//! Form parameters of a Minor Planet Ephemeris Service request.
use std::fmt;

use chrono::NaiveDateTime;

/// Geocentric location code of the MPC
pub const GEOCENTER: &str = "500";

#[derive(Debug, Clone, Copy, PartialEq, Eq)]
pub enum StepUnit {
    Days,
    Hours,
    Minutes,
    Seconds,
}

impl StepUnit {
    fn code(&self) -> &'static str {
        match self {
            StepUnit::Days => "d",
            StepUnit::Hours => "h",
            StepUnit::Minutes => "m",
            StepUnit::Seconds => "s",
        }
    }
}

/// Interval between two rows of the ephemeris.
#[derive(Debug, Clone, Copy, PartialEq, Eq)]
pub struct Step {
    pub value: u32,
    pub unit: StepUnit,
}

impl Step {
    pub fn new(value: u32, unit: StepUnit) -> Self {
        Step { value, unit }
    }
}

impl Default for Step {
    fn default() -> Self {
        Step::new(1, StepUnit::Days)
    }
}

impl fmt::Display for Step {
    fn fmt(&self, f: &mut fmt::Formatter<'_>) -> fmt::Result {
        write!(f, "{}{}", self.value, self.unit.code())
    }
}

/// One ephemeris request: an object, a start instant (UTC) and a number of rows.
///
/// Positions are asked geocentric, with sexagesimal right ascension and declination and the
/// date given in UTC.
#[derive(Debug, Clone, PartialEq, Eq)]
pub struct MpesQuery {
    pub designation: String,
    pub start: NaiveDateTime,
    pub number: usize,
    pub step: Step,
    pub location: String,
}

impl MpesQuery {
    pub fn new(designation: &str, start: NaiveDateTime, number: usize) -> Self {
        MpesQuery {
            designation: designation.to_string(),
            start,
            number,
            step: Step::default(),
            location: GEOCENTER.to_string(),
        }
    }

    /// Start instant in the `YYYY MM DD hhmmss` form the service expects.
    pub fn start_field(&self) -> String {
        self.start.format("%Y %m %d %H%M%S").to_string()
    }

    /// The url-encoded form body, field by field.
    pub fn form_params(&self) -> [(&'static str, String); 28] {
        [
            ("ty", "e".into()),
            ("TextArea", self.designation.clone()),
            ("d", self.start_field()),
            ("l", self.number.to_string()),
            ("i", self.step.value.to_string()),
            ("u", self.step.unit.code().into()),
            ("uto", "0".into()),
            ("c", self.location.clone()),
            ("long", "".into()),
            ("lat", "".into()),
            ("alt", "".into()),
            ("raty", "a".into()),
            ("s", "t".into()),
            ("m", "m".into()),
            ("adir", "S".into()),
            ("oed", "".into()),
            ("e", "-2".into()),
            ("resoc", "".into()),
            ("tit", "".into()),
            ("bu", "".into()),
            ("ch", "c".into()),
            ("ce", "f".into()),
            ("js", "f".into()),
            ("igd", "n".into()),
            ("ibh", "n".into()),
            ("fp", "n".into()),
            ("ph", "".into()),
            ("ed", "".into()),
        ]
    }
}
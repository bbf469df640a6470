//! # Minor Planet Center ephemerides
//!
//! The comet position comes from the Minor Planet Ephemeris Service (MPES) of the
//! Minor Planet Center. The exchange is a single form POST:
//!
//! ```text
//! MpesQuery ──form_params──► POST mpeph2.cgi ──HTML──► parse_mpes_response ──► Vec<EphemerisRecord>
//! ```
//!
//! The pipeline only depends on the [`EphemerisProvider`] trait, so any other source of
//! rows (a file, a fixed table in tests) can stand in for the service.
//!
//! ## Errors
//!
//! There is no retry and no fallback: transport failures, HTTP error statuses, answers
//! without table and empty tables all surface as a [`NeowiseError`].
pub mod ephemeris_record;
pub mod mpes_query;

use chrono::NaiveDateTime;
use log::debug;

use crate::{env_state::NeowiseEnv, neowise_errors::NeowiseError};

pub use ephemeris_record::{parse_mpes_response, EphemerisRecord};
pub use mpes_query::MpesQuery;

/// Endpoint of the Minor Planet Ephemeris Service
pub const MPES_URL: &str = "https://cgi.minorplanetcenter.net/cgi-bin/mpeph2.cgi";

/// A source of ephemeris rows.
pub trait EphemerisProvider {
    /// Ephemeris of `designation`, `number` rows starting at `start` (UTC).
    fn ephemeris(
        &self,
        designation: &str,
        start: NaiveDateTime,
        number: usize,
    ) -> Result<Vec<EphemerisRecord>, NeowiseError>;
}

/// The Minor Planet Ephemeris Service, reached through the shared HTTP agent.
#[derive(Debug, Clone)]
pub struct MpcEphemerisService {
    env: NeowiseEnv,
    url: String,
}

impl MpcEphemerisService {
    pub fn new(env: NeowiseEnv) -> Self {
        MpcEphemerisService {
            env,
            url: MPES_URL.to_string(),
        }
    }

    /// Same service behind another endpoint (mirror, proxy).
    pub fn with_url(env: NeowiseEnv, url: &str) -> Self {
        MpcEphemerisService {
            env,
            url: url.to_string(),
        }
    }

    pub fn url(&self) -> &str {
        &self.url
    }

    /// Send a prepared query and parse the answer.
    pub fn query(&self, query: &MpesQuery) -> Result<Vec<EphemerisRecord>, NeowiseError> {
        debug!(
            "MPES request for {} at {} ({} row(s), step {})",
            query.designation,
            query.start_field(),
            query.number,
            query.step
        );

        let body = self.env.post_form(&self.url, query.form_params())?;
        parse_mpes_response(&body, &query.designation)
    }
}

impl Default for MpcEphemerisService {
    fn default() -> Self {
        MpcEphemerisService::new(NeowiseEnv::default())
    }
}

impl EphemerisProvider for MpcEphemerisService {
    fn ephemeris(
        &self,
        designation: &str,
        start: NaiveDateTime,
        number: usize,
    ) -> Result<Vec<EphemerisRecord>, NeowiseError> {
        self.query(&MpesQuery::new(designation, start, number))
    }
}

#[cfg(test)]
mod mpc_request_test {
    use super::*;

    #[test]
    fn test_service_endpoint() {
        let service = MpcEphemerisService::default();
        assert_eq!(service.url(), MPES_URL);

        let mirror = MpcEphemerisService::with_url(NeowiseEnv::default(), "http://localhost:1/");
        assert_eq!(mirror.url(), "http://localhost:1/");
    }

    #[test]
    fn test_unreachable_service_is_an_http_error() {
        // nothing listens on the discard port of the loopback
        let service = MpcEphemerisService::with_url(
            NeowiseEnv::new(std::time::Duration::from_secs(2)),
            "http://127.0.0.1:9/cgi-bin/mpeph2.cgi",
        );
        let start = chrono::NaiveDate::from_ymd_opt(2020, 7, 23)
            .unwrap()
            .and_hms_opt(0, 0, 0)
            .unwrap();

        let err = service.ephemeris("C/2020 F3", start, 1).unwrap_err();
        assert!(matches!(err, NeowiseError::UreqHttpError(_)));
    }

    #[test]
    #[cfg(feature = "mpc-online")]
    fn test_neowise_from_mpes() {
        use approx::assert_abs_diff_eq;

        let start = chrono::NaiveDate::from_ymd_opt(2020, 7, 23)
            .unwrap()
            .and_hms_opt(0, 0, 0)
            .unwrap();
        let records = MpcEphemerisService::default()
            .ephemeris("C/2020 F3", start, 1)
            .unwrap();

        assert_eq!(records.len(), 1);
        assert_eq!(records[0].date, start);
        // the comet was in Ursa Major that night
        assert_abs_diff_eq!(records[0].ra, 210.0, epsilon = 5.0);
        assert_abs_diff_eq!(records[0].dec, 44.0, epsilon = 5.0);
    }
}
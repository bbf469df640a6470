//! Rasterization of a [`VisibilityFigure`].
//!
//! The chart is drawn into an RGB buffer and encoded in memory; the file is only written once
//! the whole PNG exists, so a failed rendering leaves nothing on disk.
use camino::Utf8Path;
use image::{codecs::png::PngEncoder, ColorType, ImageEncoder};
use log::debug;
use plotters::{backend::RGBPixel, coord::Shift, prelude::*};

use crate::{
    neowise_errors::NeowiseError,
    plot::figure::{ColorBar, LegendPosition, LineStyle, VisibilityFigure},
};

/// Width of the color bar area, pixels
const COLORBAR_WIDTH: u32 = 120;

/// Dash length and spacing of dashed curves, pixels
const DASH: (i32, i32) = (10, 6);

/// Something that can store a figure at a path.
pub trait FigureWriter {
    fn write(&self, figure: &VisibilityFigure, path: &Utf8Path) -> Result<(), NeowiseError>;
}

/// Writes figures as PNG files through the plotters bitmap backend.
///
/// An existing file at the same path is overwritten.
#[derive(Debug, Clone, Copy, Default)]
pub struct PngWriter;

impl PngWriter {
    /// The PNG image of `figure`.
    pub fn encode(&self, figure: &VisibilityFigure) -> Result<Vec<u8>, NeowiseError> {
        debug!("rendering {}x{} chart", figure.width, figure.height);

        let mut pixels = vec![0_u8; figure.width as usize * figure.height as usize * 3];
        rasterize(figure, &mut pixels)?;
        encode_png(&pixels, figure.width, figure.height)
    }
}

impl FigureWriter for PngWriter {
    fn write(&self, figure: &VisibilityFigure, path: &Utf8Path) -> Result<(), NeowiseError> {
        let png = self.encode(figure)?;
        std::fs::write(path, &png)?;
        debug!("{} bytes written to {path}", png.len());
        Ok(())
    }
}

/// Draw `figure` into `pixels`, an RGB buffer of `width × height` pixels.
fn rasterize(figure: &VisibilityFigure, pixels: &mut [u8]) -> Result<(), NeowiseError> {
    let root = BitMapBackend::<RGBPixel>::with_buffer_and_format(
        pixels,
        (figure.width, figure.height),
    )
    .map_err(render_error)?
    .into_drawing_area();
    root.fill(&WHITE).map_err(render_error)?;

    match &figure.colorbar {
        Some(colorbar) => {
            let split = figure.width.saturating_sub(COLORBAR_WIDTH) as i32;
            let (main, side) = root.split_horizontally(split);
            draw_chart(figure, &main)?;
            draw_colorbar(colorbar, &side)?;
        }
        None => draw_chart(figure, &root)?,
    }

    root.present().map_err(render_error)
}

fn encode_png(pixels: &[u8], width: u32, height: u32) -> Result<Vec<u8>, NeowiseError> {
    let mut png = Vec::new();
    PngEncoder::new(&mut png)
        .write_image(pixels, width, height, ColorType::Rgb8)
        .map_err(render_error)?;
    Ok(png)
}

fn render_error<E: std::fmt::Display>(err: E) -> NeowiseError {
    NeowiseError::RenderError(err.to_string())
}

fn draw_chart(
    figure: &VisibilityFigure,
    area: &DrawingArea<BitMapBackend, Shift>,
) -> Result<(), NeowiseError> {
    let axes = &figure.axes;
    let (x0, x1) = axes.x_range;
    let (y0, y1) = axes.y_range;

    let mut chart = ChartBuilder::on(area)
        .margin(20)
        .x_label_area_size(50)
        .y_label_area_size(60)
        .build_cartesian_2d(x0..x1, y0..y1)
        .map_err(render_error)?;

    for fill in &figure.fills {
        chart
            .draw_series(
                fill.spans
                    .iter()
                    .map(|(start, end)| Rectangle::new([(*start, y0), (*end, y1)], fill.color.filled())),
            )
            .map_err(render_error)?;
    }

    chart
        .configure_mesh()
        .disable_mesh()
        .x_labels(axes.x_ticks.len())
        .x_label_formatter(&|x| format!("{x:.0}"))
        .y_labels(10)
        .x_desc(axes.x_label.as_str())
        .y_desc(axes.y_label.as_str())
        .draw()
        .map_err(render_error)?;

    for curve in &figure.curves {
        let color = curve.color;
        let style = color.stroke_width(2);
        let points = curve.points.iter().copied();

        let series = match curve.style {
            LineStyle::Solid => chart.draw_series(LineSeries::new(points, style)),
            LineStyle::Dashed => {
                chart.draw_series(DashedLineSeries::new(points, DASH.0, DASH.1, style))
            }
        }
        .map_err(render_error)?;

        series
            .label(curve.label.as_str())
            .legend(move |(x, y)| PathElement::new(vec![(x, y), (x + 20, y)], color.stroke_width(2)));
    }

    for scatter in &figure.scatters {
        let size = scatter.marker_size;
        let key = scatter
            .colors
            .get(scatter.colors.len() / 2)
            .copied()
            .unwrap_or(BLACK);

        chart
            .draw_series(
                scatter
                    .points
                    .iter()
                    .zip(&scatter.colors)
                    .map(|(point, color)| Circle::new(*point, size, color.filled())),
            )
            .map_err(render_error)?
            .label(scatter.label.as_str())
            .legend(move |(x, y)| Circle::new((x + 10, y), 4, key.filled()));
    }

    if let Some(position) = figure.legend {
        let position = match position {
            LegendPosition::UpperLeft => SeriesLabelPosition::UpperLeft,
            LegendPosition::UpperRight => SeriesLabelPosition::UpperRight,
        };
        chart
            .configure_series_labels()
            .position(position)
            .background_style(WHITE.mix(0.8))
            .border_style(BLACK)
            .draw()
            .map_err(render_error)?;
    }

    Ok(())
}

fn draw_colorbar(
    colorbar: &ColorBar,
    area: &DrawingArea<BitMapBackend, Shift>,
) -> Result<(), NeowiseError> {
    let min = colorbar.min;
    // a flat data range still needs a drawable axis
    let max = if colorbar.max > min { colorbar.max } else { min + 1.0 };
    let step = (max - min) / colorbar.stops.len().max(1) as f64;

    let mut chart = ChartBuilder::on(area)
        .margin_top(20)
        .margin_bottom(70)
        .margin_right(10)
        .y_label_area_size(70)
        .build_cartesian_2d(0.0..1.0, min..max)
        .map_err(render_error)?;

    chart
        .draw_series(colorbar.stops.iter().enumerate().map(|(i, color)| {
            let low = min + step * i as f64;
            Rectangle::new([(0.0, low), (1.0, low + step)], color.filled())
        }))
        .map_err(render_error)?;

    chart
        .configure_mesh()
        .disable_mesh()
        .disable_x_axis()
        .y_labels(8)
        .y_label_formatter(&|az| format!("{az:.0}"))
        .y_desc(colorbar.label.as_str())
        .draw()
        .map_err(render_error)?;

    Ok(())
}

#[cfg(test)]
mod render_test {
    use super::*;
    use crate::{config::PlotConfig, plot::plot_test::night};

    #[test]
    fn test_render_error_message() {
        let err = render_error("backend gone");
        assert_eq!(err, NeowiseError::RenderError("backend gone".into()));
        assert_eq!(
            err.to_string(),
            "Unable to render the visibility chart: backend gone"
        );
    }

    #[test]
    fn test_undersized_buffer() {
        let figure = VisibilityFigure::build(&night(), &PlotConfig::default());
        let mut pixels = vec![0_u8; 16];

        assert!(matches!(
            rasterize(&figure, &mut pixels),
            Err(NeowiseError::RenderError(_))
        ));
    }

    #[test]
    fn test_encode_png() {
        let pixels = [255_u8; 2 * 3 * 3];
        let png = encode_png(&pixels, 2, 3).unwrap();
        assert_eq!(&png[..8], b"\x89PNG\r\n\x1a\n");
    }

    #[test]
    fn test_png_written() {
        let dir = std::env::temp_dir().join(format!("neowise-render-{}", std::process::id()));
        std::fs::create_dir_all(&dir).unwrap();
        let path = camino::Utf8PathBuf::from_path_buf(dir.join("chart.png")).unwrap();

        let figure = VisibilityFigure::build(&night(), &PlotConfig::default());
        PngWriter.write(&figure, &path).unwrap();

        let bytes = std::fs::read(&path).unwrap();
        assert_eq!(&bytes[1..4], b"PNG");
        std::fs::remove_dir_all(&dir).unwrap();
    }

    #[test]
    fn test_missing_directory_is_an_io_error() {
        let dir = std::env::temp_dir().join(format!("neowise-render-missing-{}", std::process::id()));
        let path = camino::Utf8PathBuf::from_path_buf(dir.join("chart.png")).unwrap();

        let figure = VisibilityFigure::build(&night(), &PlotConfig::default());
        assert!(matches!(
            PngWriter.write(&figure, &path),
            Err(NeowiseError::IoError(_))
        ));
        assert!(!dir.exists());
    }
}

◆ ◆ ◆ ◆ ◆

## Problem to work on:
Some of the data mentions "Rectangle". Copy every line where it does.

## Task result:
                    .map(|(start, end)| Rectangle::new([(*start, y0), (*end, y1)], fill.color.filled())),
            Rectangle::new([(0.0, low), (1.0, low + step)], color.filled())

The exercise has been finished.